Степан побаивался таких взглядов, каким наградил его барин. Слишком остро, слишком проницательно.
— Да нет, Александр Сергеевич, ничего такого.
— И всё-таки у тебя вырвалось недоумение. Почему?
— Долли, — признался Степан, — то есть её светлость графиня Фикельмон, прошу прощения. Третьего дня я посещал по просьбе барыни вашу квартиру, ей нужно было... впрочем, неважно. Была там и госпожа графиня и дважды спросила меня, не собираюсь ли я, получив вольную, — вы извините, для неё этот вопрос будто решённый, но что может понимать женщина в душе русского крестьянина? — посетить Париж.
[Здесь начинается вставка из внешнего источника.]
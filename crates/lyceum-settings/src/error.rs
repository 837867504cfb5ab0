//! Settings error types.

use std::path::PathBuf;
use thiserror::Error;

/// Errors that can occur while loading or resolving deployment settings.
///
/// All of these are fatal: settings are resolved once at process startup,
/// and a bad or incomplete document must abort the boot rather than run
/// the platform on partial configuration.
#[derive(Error, Debug)]
pub enum SettingsError {
    /// Document not found at the specified path.
    #[error("Configuration document not found: {0}")]
    DocumentNotFound(PathBuf),

    /// Failed to read the configuration document.
    #[error("Failed to read configuration document: {0}")]
    ReadError(#[from] std::io::Error),

    /// YAML parsing or extraction error.
    #[error("Failed to parse configuration document: {0}")]
    ParseError(String),

    /// Required environment variable is not set.
    #[error("Set the {0} environment variable")]
    MissingEnvVar(&'static str),

    /// Required document key missing.
    #[error("Missing required configuration key: {key}")]
    MissingKey { key: &'static str },

    /// A resolved value failed validation.
    #[error("Invalid configuration: {message}")]
    ValidationError { message: String },

    /// The document names an attribute callback that was never registered.
    #[error("Unknown attribute callback: {0}")]
    UnknownCallback(String),

    /// A settings extension rejected the resolved state.
    #[error("Settings extension '{name}' failed: {source}")]
    ExtensionError {
        name: String,
        #[source]
        source: Box<SettingsError>,
    },
}

impl SettingsError {
    /// Creates a parse error from any displayable source.
    pub fn parse(err: impl std::fmt::Display) -> Self {
        Self::ParseError(err.to_string())
    }

    /// Creates a missing key error.
    pub fn missing_key(key: &'static str) -> Self {
        Self::MissingKey { key }
    }

    /// Creates a validation error with the given message.
    pub fn validation(message: impl Into<String>) -> Self {
        Self::ValidationError {
            message: message.into(),
        }
    }

    /// Wraps an error raised by the named settings extension.
    pub fn extension(name: impl Into<String>, source: SettingsError) -> Self {
        Self::ExtensionError {
            name: name.into(),
            source: Box::new(source),
        }
    }
}

/// Result type for settings operations.
pub type SettingsResult<T> = Result<T, SettingsError>;
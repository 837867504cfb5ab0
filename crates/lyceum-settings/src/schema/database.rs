//! Database and cache settings.

use std::collections::BTreeMap;

use serde::{Deserialize, Serialize};
use serde_yaml::Value;

use crate::document::Document;
use crate::env::MigrationOverrides;
use crate::error::{SettingsError, SettingsResult};

/// Database alias that migration credential overrides never touch.
const READ_REPLICA_ALIAS: &str = "read_replica";

/// Cache alias the course-location cache requires.
const LOC_CACHE_ALIAS: &str = "loc_cache";

/// One relational database connection.
///
/// Keys inside a `DATABASES` entry use the same SCREAMING_SNAKE_CASE
/// convention as the document's top level.
#[derive(Debug, Clone, PartialEq, Serialize, Deserialize)]
#[serde(rename_all = "SCREAMING_SNAKE_CASE")]
pub struct DatabaseConfig {
    #[serde(default = "default_engine")]
    pub engine: String,
    /// Database name. Every entry must name its database.
    pub name: String,
    #[serde(default)]
    pub user: String,
    #[serde(default)]
    pub password: String,
    #[serde(default = "default_host")]
    pub host: String,
    #[serde(default)]
    pub port: Option<u16>,
    /// Driver options passed through untyped.
    #[serde(default)]
    pub options: BTreeMap<String, Value>,
}

fn default_engine() -> String {
    "lyceum.db.backends.mysql".to_string()
}

fn default_host() -> String {
    "localhost".to_string()
}

/// One cache backend.
#[derive(Debug, Clone, PartialEq, Serialize, Deserialize)]
#[serde(rename_all = "SCREAMING_SNAKE_CASE")]
pub struct CacheConfig {
    /// Cache backend component path.
    pub backend: String,
    /// Backend location: a single address or a list of them.
    #[serde(default)]
    pub location: Option<Value>,
    #[serde(default)]
    pub key_prefix: Option<String>,
    #[serde(default)]
    pub key_function: Option<String>,
    #[serde(default)]
    pub timeout: Option<u64>,
    #[serde(default)]
    pub options: BTreeMap<String, Value>,
}

impl CacheConfig {
    /// An in-process memory cache, used when an alias must exist but the
    /// document did not configure one.
    fn local_memory(location: &str) -> Self {
        Self {
            backend: "lyceum.cache.backends.locmem.LocMemCache".to_string(),
            location: Some(Value::from(location)),
            key_prefix: None,
            key_function: None,
            timeout: None,
            options: BTreeMap::new(),
        }
    }
}

/// Resolved database and cache settings.
#[derive(Debug, Clone, PartialEq, Serialize, Default)]
pub struct DatabaseSettings {
    /// Database connections by alias. `default` is the primary.
    pub databases: BTreeMap<String, DatabaseConfig>,
    /// Cache backends by alias.
    pub caches: BTreeMap<String, CacheConfig>,
}

impl DatabaseSettings {
    pub(crate) fn apply(
        &mut self,
        doc: &Document,
        migration: &MigrationOverrides,
    ) -> SettingsResult<()> {
        self.databases = doc
            .databases
            .clone()
            .ok_or(SettingsError::missing_key("DATABASES"))?;
        self.caches = doc
            .caches
            .clone()
            .ok_or(SettingsError::missing_key("CACHES"))?;

        self.apply_migration_overrides(migration)?;

        // The course-location cache must exist even when the operator
        // configured no backing store for it.
        self.caches
            .entry(LOC_CACHE_ALIAS.to_string())
            .or_insert_with(|| CacheConfig::local_memory("lyceum_location_mem_cache"));

        Ok(())
    }

    /// Overrides connection credentials from the environment for migration
    /// runs. The read replica is skipped: migrations never write to it.
    fn apply_migration_overrides(&mut self, migration: &MigrationOverrides) -> SettingsResult<()> {
        if migration.is_empty() {
            return Ok(());
        }
        let port = migration.port_number()?;
        for (alias, database) in &mut self.databases {
            if alias == READ_REPLICA_ALIAS {
                continue;
            }
            if let Some(engine) = &migration.engine {
                database.engine = engine.clone();
            }
            if let Some(user) = &migration.user {
                database.user = user.clone();
            }
            if let Some(pass) = &migration.pass {
                database.password = pass.clone();
            }
            if let Some(name) = &migration.name {
                database.name = name.clone();
            }
            if let Some(host) = &migration.host {
                database.host = host.clone();
            }
            if let Some(port) = port {
                database.port = Some(port);
            }
        }
        Ok(())
    }
}

// =============================================================================
// Tests
// =============================================================================
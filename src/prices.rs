//! Static price cache
//!
//! Prices are stored as a flat JSON object mapping upper-case tickers to
//! prices, with an optional `date` entry recording when they were captured.

use std::collections::BTreeMap;
use std::fs::File;
use std::io::{BufReader, BufWriter};
use std::path::Path;

use chrono::NaiveDate;
use log::info;
use serde::{Deserialize, Serialize};

use crate::error::Result;

#[derive(Debug, Clone, Default, PartialEq, Serialize, Deserialize)]
pub struct PriceSnapshot {
    #[serde(default, skip_serializing_if = "Option::is_none")]
    pub date: Option<NaiveDate>,
    #[serde(flatten)]
    pub prices: BTreeMap<String, f64>,
}

impl PriceSnapshot {
    pub fn new(date: Option<NaiveDate>) -> Self {
        Self { date, prices: BTreeMap::new() }
    }

    /// Record a price; tickers are stored upper-case
    pub fn insert(&mut self, ticker: &str, price: f64) {
        self.prices.insert(ticker.to_uppercase(), price);
    }

    pub fn price(&self, ticker: &str) -> Option<f64> {
        self.prices.get(&ticker.to_uppercase()).copied()
    }

    /// Value of `shares` of `ticker`, if the ticker is cached
    pub fn position_value(&self, ticker: &str, shares: f64) -> Option<f64> {
        self.price(ticker).map(|price| price * shares)
    }
}

/// Read a previously saved snapshot
pub fn load_static_prices<P: AsRef<Path>>(path: P) -> Result<PriceSnapshot> {
    let reader = BufReader::new(File::open(path.as_ref())?);
    let snapshot: PriceSnapshot = serde_json::from_reader(reader)?;
    info!("loaded {} cached prices from {}", snapshot.prices.len(), path.as_ref().display());
    Ok(snapshot)
}

/// Write a snapshot, replacing any existing file
pub fn save_prices<P: AsRef<Path>>(path: P, snapshot: &PriceSnapshot) -> Result<()> {
    let writer = BufWriter::new(File::create(path.as_ref())?);
    serde_json::to_writer_pretty(writer, snapshot)?;
    info!("saved {} prices to {}", snapshot.prices.len(), path.as_ref().display());
    Ok(())
}

#[cfg(test)]
mod tests {
    use super::*;
    use crate::error::ForecastError;
    use tempfile::TempDir;

    #[test]
    fn test_flat_json_format() {
        let snapshot: PriceSnapshot =
            serde_json::from_str(r#"{"AAPL": 189.5, "VTI": 240.25, "date": "2024-01-02"}"#).unwrap();
        assert_eq!(snapshot.date, NaiveDate::from_ymd_opt(2024, 1, 2));
        assert_eq!(snapshot.price("aapl"), Some(189.5));
        assert_eq!(snapshot.position_value("VTI", 4.0), Some(961.0));
        assert_eq!(snapshot.price("MSFT"), None);
    }

    #[test]
    fn test_save_then_load() {
        let temp_dir = TempDir::new().unwrap();
        let path = temp_dir.path().join("static_prices.json");
        let mut snapshot = PriceSnapshot::new(NaiveDate::from_ymd_opt(2024, 6, 3));
        snapshot.insert("vxus", 60.12);
        snapshot.insert("BND", 71.8);

        save_prices(&path, &snapshot).unwrap();
        let loaded = load_static_prices(&path).unwrap();

        assert_eq!(loaded, snapshot);
        assert_eq!(loaded.price("VXUS"), Some(60.12));
    }

    #[test]
    fn test_missing_file_is_io_error() {
        let result = load_static_prices("/nonexistent/dir/prices.json");
        assert!(matches!(result, Err(ForecastError::Io(_))));
    }
}
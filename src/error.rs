//! Error types shared by the ledger, forecasting, and price cache modules

use thiserror::Error;

/// Minimum number of samples (or Monte Carlo runs) for a confidence interval
pub const MIN_SAMPLES: usize = 3;

#[derive(Debug, Error)]
pub enum ForecastError {
    #[error("invalid input: {field}: {reason}")]
    InvalidInput { field: String, reason: String },

    #[error("insufficient samples: need at least {required}, got {actual}")]
    InsufficientSamples { required: usize, actual: usize },

    #[error("I/O error: {0}")]
    Io(#[from] std::io::Error),

    #[error("serialization error: {0}")]
    Serialization(#[from] serde_json::Error),
}

impl ForecastError {
    pub(crate) fn invalid(field: &str, reason: impl Into<String>) -> Self {
        ForecastError::InvalidInput {
            field: field.to_string(),
            reason: reason.into(),
        }
    }

    pub(crate) fn insufficient(actual: usize) -> Self {
        ForecastError::InsufficientSamples {
            required: MIN_SAMPLES,
            actual,
        }
    }
}

pub type Result<T> = std::result::Result<T, ForecastError>;
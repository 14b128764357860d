//! Account ledger: plain balances, bank accounts, gift cards, and credit cards
//!
//! Balances are non-negative and rounded to cents after every mutation.
//! Forecasting reads a snapshot of an account and never mutates it.

mod bank;
mod credit_card;
mod gift_card;

pub use bank::BankAccount;
pub use credit_card::{CashbackCategory, CreditCard, Reimbursement, RewardKind};
pub use gift_card::GiftCard;

use std::collections::BTreeMap;

use chrono::NaiveDate;
use log::{info, warn};
use serde::{Deserialize, Serialize};

use crate::error::{ForecastError, Result};
use crate::round_cents;

/// Date-keyed reminder messages
pub type Alerts = BTreeMap<NaiveDate, String>;

/// Anything holding a balance that can take deposits and withdrawals
pub trait Ledger {
    fn name(&self) -> &str;

    fn balance(&self) -> f64;

    /// Add a positive amount; returns the new balance
    fn deposit(&mut self, amount: f64) -> Result<f64>;

    /// Remove a positive amount no larger than the balance; returns the new balance
    fn withdraw(&mut self, amount: f64) -> Result<f64>;
}

/// Basic account with a name, balance, and optional usage restriction
#[derive(Debug, Clone, PartialEq, Serialize, Deserialize)]
pub struct Account {
    name: String,
    balance: f64,
    pub restriction: Option<String>,
}

impl Account {
    pub fn new(name: impl Into<String>, balance: f64) -> Result<Self> {
        check_balance(balance)?;
        Ok(Self {
            name: name.into(),
            balance: round_cents(balance),
            restriction: None,
        })
    }

    /// Overwrite the balance
    pub fn set_balance(&mut self, balance: f64) -> Result<()> {
        check_balance(balance)?;
        self.balance = round_cents(balance);
        Ok(())
    }
}

impl Ledger for Account {
    fn name(&self) -> &str {
        &self.name
    }

    fn balance(&self) -> f64 {
        self.balance
    }

    fn deposit(&mut self, amount: f64) -> Result<f64> {
        check_positive("deposit", amount)?;
        self.balance = round_cents(self.balance + amount);
        info!("{}: deposit of {amount}, balance now {}", self.name, self.balance);
        Ok(self.balance)
    }

    fn withdraw(&mut self, amount: f64) -> Result<f64> {
        check_positive("withdraw", amount)?;
        if amount > self.balance {
            return Err(ForecastError::invalid(
                "withdraw",
                format!("{amount} exceeds balance {} of {}", self.balance, self.name),
            ));
        }
        self.balance = round_cents(self.balance - amount);
        info!("{}: withdrawal of {amount}, balance now {}", self.name, self.balance);
        Ok(self.balance)
    }
}

/// Move `amount` out of `from` and credit `amount * factor` to `to`
///
/// `factor` converts between units, e.g. points to cash. Both legs are
/// validated before either is applied; if `to` still refuses the deposit,
/// the withdrawn amount is returned to `from`.
pub fn transfer(from: &mut dyn Ledger, to: &mut dyn Ledger, amount: f64, factor: f64) -> Result<()> {
    check_positive("amount", amount)?;
    check_positive("factor", factor)?;
    let credited = amount * factor;
    check_positive("amount", credited)?;
    if amount > from.balance() {
        return Err(ForecastError::invalid(
            "amount",
            format!("{amount} exceeds balance {} of {}", from.balance(), from.name()),
        ));
    }

    from.withdraw(amount)?;
    if let Err(err) = to.deposit(credited) {
        warn!("deposit into {} failed, returning {amount} to {}", to.name(), from.name());
        from.deposit(amount)?;
        return Err(err);
    }
    info!("transferred {amount} from {} to {} (credited {credited})", from.name(), to.name());
    Ok(())
}

pub(crate) fn check_positive(field: &str, value: f64) -> Result<()> {
    if value.is_finite() && value > 0.0 {
        Ok(())
    } else {
        Err(ForecastError::invalid(field, format!("must be positive, got {value}")))
    }
}

pub(crate) fn check_balance(balance: f64) -> Result<()> {
    if balance.is_finite() && balance >= 0.0 {
        Ok(())
    } else {
        Err(ForecastError::invalid(
            "balance",
            format!("must be non-negative, got {balance}"),
        ))
    }
}
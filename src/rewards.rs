//! Fixed-rate conversion of reward points to cash

use serde::{Deserialize, Serialize};

/// Loyalty programs with a known cash value per point
#[derive(Debug, Clone, Copy, PartialEq, Eq, Hash, Serialize, Deserialize)]
pub enum RewardProgram {
    /// Chase Ultimate Rewards
    UltimateRewards,
    /// Amex Membership Rewards
    MembershipRewards,
    /// Hilton Honors
    HiltonHonors,
    /// Citi ThankYou Points
    ThankYouPoints,
}

impl RewardProgram {
    /// Cash value of one point, in cents
    pub fn cents_per_point(&self) -> f64 {
        match self {
            RewardProgram::UltimateRewards => 1.6,
            RewardProgram::MembershipRewards => 1.6,
            RewardProgram::HiltonHonors => 0.4,
            RewardProgram::ThankYouPoints => 1.6,
        }
    }

    /// Cash equivalent of `points`, in cents
    pub fn cash_value(&self, points: f64) -> f64 {
        points * self.cents_per_point()
    }
}

#[cfg(test)]
mod tests {
    use super::*;
    use approx::assert_relative_eq;

    #[test]
    fn test_cash_values() {
        assert_relative_eq!(RewardProgram::UltimateRewards.cash_value(10_000.0), 16_000.0);
        assert_relative_eq!(RewardProgram::MembershipRewards.cash_value(500.0), 800.0);
        assert_relative_eq!(RewardProgram::HiltonHonors.cash_value(10_000.0), 4_000.0);
        assert_relative_eq!(RewardProgram::ThankYouPoints.cash_value(0.0), 0.0);
    }
}
//! Interest-bearing bank account with forecasting entry points

use chrono::NaiveDate;
use log::info;
use rand::Rng;
use serde::{Deserialize, Serialize};

use super::{Account, Alerts, Ledger};
use crate::error::Result;
use crate::forecast::{
    deterministic_forecast, gaussian_forecast, ForecastResult, MonteCarloConfig,
    MonteCarloForecaster, ProjectionHorizon, RateParameters,
};
use crate::round_cents;

#[derive(Debug, Clone, PartialEq, Serialize, Deserialize)]
pub struct BankAccount {
    account: Account,
    /// Annual interest rate (0.05 = 5%)
    pub interest_rate: f64,
    /// Flat monthly fee; informational, not part of forecasts
    pub monthly_fee: f64,
    /// Annual percentage fee (0.01 = 1%)
    pub annual_pct_fee: f64,
    /// Minimum balance the account must keep
    pub min_amount: f64,
    alerts: Alerts,
}

impl BankAccount {
    pub fn new(name: impl Into<String>, balance: f64) -> Result<Self> {
        Ok(Self {
            account: Account::new(name, balance)?,
            interest_rate: 0.0,
            monthly_fee: 0.0,
            annual_pct_fee: 0.0,
            min_amount: 0.0,
            alerts: Alerts::new(),
        })
    }

    pub fn with_interest_rate(mut self, rate: f64) -> Self {
        self.interest_rate = rate;
        self
    }

    pub fn with_annual_pct_fee(mut self, fee: f64) -> Self {
        self.annual_pct_fee = fee;
        self
    }

    pub fn with_monthly_fee(mut self, fee: f64) -> Self {
        self.monthly_fee = fee;
        self
    }

    pub fn with_min_amount(mut self, min_amount: f64) -> Self {
        self.min_amount = min_amount;
        self
    }

    pub fn account(&self) -> &Account {
        &self.account
    }

    pub fn account_mut(&mut self) -> &mut Account {
        &mut self.account
    }

    /// Balance that can be moved without breaching the minimum
    pub fn allocable_amount(&self) -> f64 {
        round_cents(self.account.balance() - self.min_amount)
    }

    pub fn add_alert(&mut self, date: NaiveDate, message: impl Into<String>) {
        self.alerts.insert(date, message.into());
    }

    pub fn alerts(&self) -> &Alerts {
        &self.alerts
    }

    pub fn remove_alert(&mut self, date: NaiveDate) -> Option<String> {
        self.alerts.remove(&date)
    }

    /// Rate inputs for a forecast; a missing or zero override uses the stored rate
    pub fn rate_parameters(&self, rate_override: Option<f64>, volatility: f64) -> RateParameters {
        let rate = match rate_override {
            Some(rate) if rate != 0.0 => rate,
            _ => self.interest_rate,
        };
        RateParameters::new(rate, self.annual_pct_fee, volatility)
    }

    /// Deterministic projection of the current balance from `today`
    pub fn forecast(&self, rate_override: Option<f64>, months: u32, today: NaiveDate) -> (f64, NaiveDate) {
        let params = self.rate_parameters(rate_override, 0.0);
        let (value, date) = deterministic_forecast(
            self.account.balance(),
            params.annual_interest_rate,
            params.annual_pct_fee,
            months,
            today,
        );
        info!(
            "{}: {} as of {today} projects to {value} as of {date}",
            self.account.name(),
            self.account.balance()
        );
        (value, date)
    }

    /// One stochastic projection of the current balance
    pub fn forecast_gaussian<R: Rng + ?Sized>(
        &self,
        rng: &mut R,
        rate_override: Option<f64>,
        std_dev: f64,
        months: u32,
        today: NaiveDate,
    ) -> Result<(f64, NaiveDate)> {
        let params = self.rate_parameters(rate_override, std_dev);
        gaussian_forecast(
            rng,
            self.account.balance(),
            params.annual_interest_rate,
            params.annual_pct_fee,
            params.volatility,
            months,
            today,
        )
    }

    /// Monte Carlo projection of the current balance
    pub fn forecast_monte_carlo(
        &self,
        rate_override: Option<f64>,
        std_dev: f64,
        months: u32,
        config: &MonteCarloConfig,
        today: NaiveDate,
    ) -> Result<ForecastResult> {
        let params = self.rate_parameters(rate_override, std_dev);
        MonteCarloForecaster::new(config.clone()).forecast(
            self.account.balance(),
            &params,
            &ProjectionHorizon::new(months, today),
        )
    }
}

impl Ledger for BankAccount {
    fn name(&self) -> &str {
        self.account.name()
    }

    fn balance(&self) -> f64 {
        self.account.balance()
    }

    fn deposit(&mut self, amount: f64) -> Result<f64> {
        self.account.deposit(amount)
    }

    fn withdraw(&mut self, amount: f64) -> Result<f64> {
        self.account.withdraw(amount)
    }
}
Вот у меня как-то и выскочило.
— Подробнее, — потребовал Пушкин. — Ты, может, ещё не понял, но госпожа Фикельмон не умеет говорить слова попусту. В том её сила, но и слабость. Вспомни дословно.
— Дословно я не смогу, знал бы... Сказала, что любому человеку нужно образование, получить которое лучше в Европе.
— Ну-ну. Далее.
— Что Париж — лучший город для жизни. Что парижская опера и театр — лучшие на свете. Что английские... Ой, Александр Сергеевич, она и англичан упоминала. Вот сейчас вспомнил.
— Говори же.
— Ну, что английские дельцы — скучные люди, ничего, кроме денег, не видят и потому слепы. А вот французы — совсем другое. И что мне следует посетить театр. Или оперу, не помню хорошенько, хоть убейте, ваше превосходительство.
Лицо Пушкина приобрело опасный, хищный вид. Он о чём-то глубоко задумался, и Степан ещё несколько минут ожидал, когда барин вернётся к куда более интересной теме. Наконец тот встрепенулся, опомнился и, извиняясь одними глазами, перешёл к обсуждению долгов чести.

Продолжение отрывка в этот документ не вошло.